Indem T der K die Spritze mit dem tödlichen Gift übergab und sie anwies, dem P diese zu injizieren, wirkte er unmittelbar auf sie ein.

5. K wies ein deliktisches Minus auf (unterlegene Stellung des Vordermannes, § 25 Abs. 1 Var. 2 StGB).

Ja, in der Tat!

Mittelbare Täterschaft setzt weiter voraus, dass beim Vordermann auf der Tatbestands-, Rechtswidrigkeits- oder Schuldebene ein Strafbarkeitsmangel vorliegt, der seine Strafbarkeit ausschließt. Für das deliktische Minus auf der Ebene des subjektiven Tatbestandes ist typisch, dass der Hintermann beim Vordermann einen Tatbestandsirrtum (§ 16 Abs. 1 StGB) hervorruft und diesen für seine Ziele ausnutzt.K unterlag einem solchen Tatbestandsirrtum und handelte vorsatzlos.

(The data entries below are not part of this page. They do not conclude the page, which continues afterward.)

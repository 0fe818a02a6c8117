//! Record-level domain model.
//!
//! # Responsibility
//! - Define record identity, lifecycle and the canonical/local attribute
//!   overlay carried by every record.
//!
//! # Invariants
//! - Every record is identified by a stable `RecordKey`.
//! - Records never reference each other directly; relationships store keys.

pub mod key;
pub mod lifecycle;
pub mod record;
//! Rollback, delete and unload coordination.
//!
//! # Responsibility
//! - Discard local overlays of a record and undo their inverse-side effects.
//! - Drive delete/unload and disconnect records from every inverse.
//!
//! # Invariants
//! - Canonical state is always the rollback target; no snapshot is kept.
//! - Rolling back one side of a pair restores the other side too.
//! - A record that was never saved is discarded rather than restored.

use crate::model::key::RecordKey;
use crate::model::lifecycle::{LifecycleEvent, LifecycleState};
use crate::notify::ChangedProperty;
use crate::relationship::Relationship;
use crate::store::{Store, StoreError, StoreResult};
use log::info;
use std::collections::HashSet;

pub(crate) type Visited = HashSet<(RecordKey, String)>;

impl Store {
    /// Discards local attribute and relationship edits (both sides) and undoes
    /// an uncommitted delete or a failed save.
    ///
    /// Rolling back a `loaded.created` record discards and unloads it.
    pub fn rollback(&mut self, key: &RecordKey) -> StoreResult<()> {
        let state = self.rollback_target_state(key)?;
        self.in_edit(|store| {
            if state == LifecycleState::LoadedCreated {
                return store.discard_new_record(key, LifecycleEvent::RolledBack);
            }
            store.rollback_local_attributes(key);
            let mut visited = Visited::new();
            let fields = store
                .records
                .get(key)
                .map(|record| record.relationship_fields())
                .unwrap_or_default();
            for field in fields {
                store.rollback_relationship(key, &field, &mut visited);
            }
            store.finish_rollback(key, state)?;
            info!("event=record_rollback module=store status=ok key={key} scope=all");
            Ok(())
        })
    }

    /// Discards local attribute edits and undoes an uncommitted delete or a
    /// failed save; local relationship edits are kept.
    pub fn rollback_attributes(&mut self, key: &RecordKey) -> StoreResult<()> {
        let state = self.rollback_target_state(key)?;
        self.in_edit(|store| {
            if state == LifecycleState::LoadedCreated {
                return store.discard_new_record(key, LifecycleEvent::RolledBack);
            }
            store.rollback_local_attributes(key);
            store.finish_rollback(key, state)?;
            info!("event=record_rollback module=store status=ok key={key} scope=attributes");
            Ok(())
        })
    }

    /// Marks a record deleted (`deleted.uncommitted`) and hides it from every
    /// has-many that contains it. A never-saved record is discarded.
    pub fn delete_record(&mut self, key: &RecordKey) -> StoreResult<()> {
        let state = self
            .peek_record(key)
            .ok_or_else(|| StoreError::RecordNotFound(key.clone()))?
            .state();
        match state {
            LifecycleState::DeletedUncommitted => return Ok(()),
            LifecycleState::DeletedSaved => return Err(StoreError::RecordDeleted(key.clone())),
            LifecycleState::Empty | LifecycleState::Loading => {
                return Err(StoreError::RecordNotLoaded {
                    key: key.clone(),
                    state,
                })
            }
            _ => {}
        }

        self.in_edit(|store| {
            if state == LifecycleState::LoadedCreated {
                return store.discard_new_record(key, LifecycleEvent::Deleted);
            }
            store.transition(key, LifecycleEvent::Deleted)?;
            store.touch_inverse_sides(key);
            info!("event=record_delete module=store status=ok key={key}");
            Ok(())
        })
    }

    /// Disconnects a record from every inverse and removes it from the
    /// identity map. Pending fetches on its relationships are cancelled.
    pub fn unload_record(&mut self, key: &RecordKey) -> StoreResult<()> {
        if !self.has_record(key) {
            return Err(StoreError::RecordNotFound(key.clone()));
        }
        self.in_edit(|store| {
            store.disconnect(key);
            store.records.remove(key);
            info!("event=record_unload module=store status=ok key={key}");
            Ok(())
        })
    }

    fn rollback_target_state(&self, key: &RecordKey) -> StoreResult<LifecycleState> {
        let state = self
            .peek_record(key)
            .ok_or_else(|| StoreError::RecordNotFound(key.clone()))?
            .state();
        match state {
            LifecycleState::Empty | LifecycleState::Loading => Err(StoreError::RecordNotLoaded {
                key: key.clone(),
                state,
            }),
            LifecycleState::DeletedSaved => Err(StoreError::RecordDeleted(key.clone())),
            _ => Ok(state),
        }
    }

    fn rollback_local_attributes(&mut self, key: &RecordKey) {
        let names = self
            .records
            .get_mut(key)
            .map(|record| record.rollback_attributes())
            .unwrap_or_default();
        for name in names {
            self.touch(key, ChangedProperty::Attribute(name));
        }
    }

    fn finish_rollback(&mut self, key: &RecordKey, state: LifecycleState) -> StoreResult<()> {
        if let Some(record) = self.records.get_mut(key) {
            record.last_error = None;
        }
        match state {
            LifecycleState::DeletedUncommitted => {
                self.transition(key, LifecycleEvent::RolledBack)?;
                self.touch_inverse_sides(key);
            }
            LifecycleState::Error => self.transition(key, LifecycleEvent::RolledBack)?,
            _ => {}
        }
        Ok(())
    }

    /// Discards the local delta of one relationship and undoes its inverse edges.
    pub(crate) fn rollback_relationship(
        &mut self,
        owner: &RecordKey,
        field: &str,
        visited: &mut Visited,
    ) {
        if !visited.insert((owner.clone(), field.to_string())) {
            return;
        }
        let inverse = self
            .schema
            .inverse_of(&owner.model, field)
            .map(str::to_string);
        let Some(rel) = self
            .records
            .get_mut(owner)
            .and_then(|record| record.relationship_mut(field))
        else {
            return;
        };

        let affected: Vec<RecordKey> = match rel {
            Relationship::BelongsTo(belongs_to) => {
                let canonical = belongs_to.canonical().cloned();
                match belongs_to.discard_local() {
                    Some(local) => local.into_iter().chain(canonical).collect(),
                    None => return,
                }
            }
            Relationship::HasMany(has_many) => {
                let (additions, removals) = has_many.discard_local();
                if additions.is_empty() && removals.is_empty() {
                    return;
                }
                additions.into_iter().chain(removals).collect()
            }
        };
        self.touch(owner, ChangedProperty::Relationship(field.to_string()));

        let Some(inverse) = inverse else {
            return;
        };
        for member in affected {
            self.revert_inverse_edge(&member, &inverse, owner, visited);
        }
    }

    /// Undoes the inverse-side effect of a local edit between `member` and `owner`.
    pub(crate) fn revert_inverse_edge(
        &mut self,
        member: &RecordKey,
        inverse: &str,
        owner: &RecordKey,
        visited: &mut Visited,
    ) {
        let Some(rel) = self
            .records
            .get_mut(member)
            .and_then(|record| record.relationship_mut(inverse))
        else {
            return;
        };
        match rel {
            Relationship::HasMany(has_many) => {
                let reverted_addition = has_many.revert_addition(owner);
                let reverted_removal = has_many.revert_removal(owner);
                if reverted_addition || reverted_removal {
                    self.touch(member, ChangedProperty::Relationship(inverse.to_string()));
                }
            }
            Relationship::BelongsTo(belongs_to) => {
                let involved = belongs_to.is_dirty()
                    && (belongs_to.current() == Some(owner)
                        || belongs_to.canonical() == Some(owner));
                if involved {
                    self.rollback_relationship(member, inverse, visited);
                }
            }
        }
    }

    /// Undoes a never-saved record's edits, disconnects and unloads it.
    fn discard_new_record(&mut self, key: &RecordKey, event: LifecycleEvent) -> StoreResult<()> {
        let mut visited = Visited::new();
        let fields = self
            .records
            .get(key)
            .map(|record| record.relationship_fields())
            .unwrap_or_default();
        for field in fields {
            self.rollback_relationship(key, &field, &mut visited);
        }
        self.disconnect(key);
        self.transition(key, event)?;
        self.records.remove(key);
        info!("event=record_discard module=store status=ok key={key}");
        Ok(())
    }

    /// Removes every reference to `key` held by other records.
    pub(crate) fn disconnect(&mut self, key: &RecordKey) {
        let mut edges: Vec<(RecordKey, String)> = Vec::new();
        if let Some(record) = self.records.get(key) {
            for (field, rel) in record.relationships() {
                let Some(inverse) = self.schema.inverse_of(&key.model, field) else {
                    continue;
                };
                for member in rel.referenced() {
                    edges.push((member, inverse.to_string()));
                }
            }
        }
        for (model, field) in self.schema.inverse_less_fields_targeting(&key.model) {
            for holder in self.records.keys_of_model(&model) {
                edges.push((holder, field.clone()));
            }
        }

        for (holder, field) in edges {
            let forgot = self
                .records
                .get_mut(&holder)
                .and_then(|record| record.relationship_mut(&field))
                .is_some_and(|rel| rel.forget(key));
            if forgot {
                self.touch(&holder, ChangedProperty::Relationship(field));
            }
        }
    }

    /// Notifies inverse has-many fields whose visible members include `key`.
    pub(crate) fn touch_inverse_sides(&mut self, key: &RecordKey) {
        let mut edges: Vec<(RecordKey, String)> = Vec::new();
        if let Some(record) = self.records.get(key) {
            for (field, rel) in record.relationships() {
                let Some(inverse) = self.schema.inverse_of(&key.model, field) else {
                    continue;
                };
                for member in rel.referenced() {
                    edges.push((member, inverse.to_string()));
                }
            }
        }
        for (holder, field) in edges {
            let holds = self
                .records
                .get(&holder)
                .and_then(|record| record.relationship(&field))
                .is_some_and(|rel| rel.references(key));
            if holds {
                self.touch(&holder, ChangedProperty::Relationship(field));
            }
        }
    }
}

6. T wollte die Tat als eigene (Täterwille nach der subjektiven Lehre der Rspr.).

Ja!

Nach der subjektiven Lehre (animus-Theorie) wird bei der Abgrenzung an die Willensrichtung und an die innere Einstellung der Beteiligten zur Tat angeknüpft. Täter ist danach, wer mit Täterwillen (animus auctoris) handelt und die Tat als eigene will. Teilnehmer ist, wer mit Teilnehmerwillen (animus socii) handelt und die Tat als fremde veranlassen oder fördern will.T hatte ein eigenes Interesse an dem Tod des P und weist somit auch nach der subjektiven Lehre eine überlegene Stellung auf.

7. T hat sich wegen Totschlags in mittelbarer Täterschaft (§§ 212 Abs. 1, 25 Abs. 1 Var. 2 StGB) strafbar gemacht.

Genau, so ist das!

T handelte mit Tötungsvorsatz sowie in Kenntnis der die Irrtumsherrschaft begründenden Umstände. Er erfüllt somit auch den subjektiven Tatbestand. Weiterhin handelte er auch rechtswidrig und schuldhaft, sodass er sich wegen Totschlags in mittelbarer Täterschaft (§§ 212 Abs. 1, 25 Abs. 1 Var. 2) strafbar gemacht hat.

8. T hatte Tatherrschaft (nach der Tatherrschaftslehre der Literatur).

Genau, so ist das!

Die Tatherrschaft des mittelbaren Täters gründet sich darauf, dass er den Vordermann durch Täuschung oder Zwang beherrscht, indem er den Strafbarkeitsmangel für seine Zwecke planvoll lenkend ausnutzt und auf diese Weise die Tatbestandsverwirklichung in den Händen hält.T rief in der K einen Irrtum über die giftige Wirkung der Spritze hervor und löste mit Hilfe dieses Irrtums bewusst und gewollt das Geschehen aus, das zu dem Tod des P führen sollte. T durchschaut die Zusammenhänge und hatte folglich Irrtumsherrschaft (mittelbare Täterschaft kraft überlegenen Wissens).